//! Blocking client for a Gemini-style `generateContent` endpoint.
//!
//! One request per call, no retry. The API key comes from the environment
//! at call-site construction, never from persisted state.

use reqwest::blocking::Client;
use serde::{Deserialize, Serialize};
use thiserror::Error;

use crate::config::AdviceConfig;

/// Environment variable carrying the advice API key.
pub const API_KEY_ENV: &str = "FINSMART_API_KEY";

#[derive(Debug, Error)]
pub enum AdviceError {
    #[error("advice API key is not configured (set {API_KEY_ENV})")]
    MissingApiKey,
    #[error("advice request failed: {0}")]
    Http(#[from] reqwest::Error),
    #[error("advice endpoint returned status {0}")]
    Status(reqwest::StatusCode),
    #[error("advice endpoint returned no text")]
    EmptyResponse,
}

pub struct GeminiClient {
    http_client: Client,
    base_url: String,
    model: String,
    api_key: Option<String>,
}

impl GeminiClient {
    pub fn new(base_url: &str, model: &str) -> Self {
        Self {
            http_client: Client::new(),
            base_url: base_url.trim_end_matches('/').to_string(),
            model: model.to_string(),
            api_key: None,
        }
    }

    pub fn with_api_key(base_url: &str, model: &str, api_key: &str) -> Self {
        let mut client = Self::new(base_url, model);
        client.api_key = Some(api_key.to_string());
        client
    }

    /// Builds a client from the advice configuration, picking the API key
    /// up from `FINSMART_API_KEY`.
    pub fn from_config(config: &AdviceConfig) -> Self {
        let mut client = Self::new(&config.base_url, &config.model);
        client.api_key = std::env::var(API_KEY_ENV).ok().filter(|key| !key.is_empty());
        client
    }

    /// Sends one text-generation request and returns the answer text.
    pub fn generate(&self, prompt: &str) -> Result<String, AdviceError> {
        let api_key = self.api_key.as_deref().ok_or(AdviceError::MissingApiKey)?;
        let url = format!(
            "{}/v1beta/models/{}:generateContent?key={}",
            self.base_url, self.model, api_key
        );
        let request = GenerateContentRequest {
            contents: vec![Content {
                parts: vec![Part {
                    text: prompt.to_string(),
                }],
            }],
        };

        tracing::debug!(model = %self.model, "requesting financial advice");
        let response = self.http_client.post(&url).json(&request).send()?;
        let status = response.status();
        if !status.is_success() {
            return Err(AdviceError::Status(status));
        }

        let body: GenerateContentResponse = response.json()?;
        let text: String = body
            .candidates
            .into_iter()
            .filter_map(|candidate| candidate.content)
            .flat_map(|content| content.parts)
            .map(|part| part.text)
            .collect();
        if text.trim().is_empty() {
            return Err(AdviceError::EmptyResponse);
        }
        Ok(text)
    }
}

#[derive(Serialize)]
struct GenerateContentRequest {
    contents: Vec<Content>,
}

#[derive(Serialize, Deserialize)]
struct Content {
    #[serde(default)]
    parts: Vec<Part>,
}

#[derive(Serialize, Deserialize)]
struct Part {
    #[serde(default)]
    text: String,
}

#[derive(Deserialize)]
struct GenerateContentResponse {
    #[serde(default)]
    candidates: Vec<Candidate>,
}

#[derive(Deserialize)]
struct Candidate {
    #[serde(default)]
    content: Option<Content>,
}

#[cfg(test)]
mod tests {
    use super::*;

    #[test]
    fn generate_without_key_is_rejected_before_any_io() {
        let client = GeminiClient::new("https://example.invalid", "test-model");
        let err = client.generate("prompt").unwrap_err();
        assert!(matches!(err, AdviceError::MissingApiKey));
    }

    #[test]
    fn response_text_concatenates_candidate_parts() {
        let body = r#"{
            "candidates": [
                {"content": {"parts": [{"text": "Một. "}, {"text": "Hai."}]}},
                {"content": {"parts": [{"text": " Ba."}]}}
            ]
        }"#;
        let parsed: GenerateContentResponse = serde_json::from_str(body).unwrap();
        let text: String = parsed
            .candidates
            .into_iter()
            .filter_map(|candidate| candidate.content)
            .flat_map(|content| content.parts)
            .map(|part| part.text)
            .collect();
        assert_eq!(text, "Một. Hai. Ba.");
    }
}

= = =

* _What to produce_
Reproduce every line above containing "call".

* _Result of this task_
//! One request per call, no retry. The API key comes from the environment
//! at call-site construction, never from persisted state.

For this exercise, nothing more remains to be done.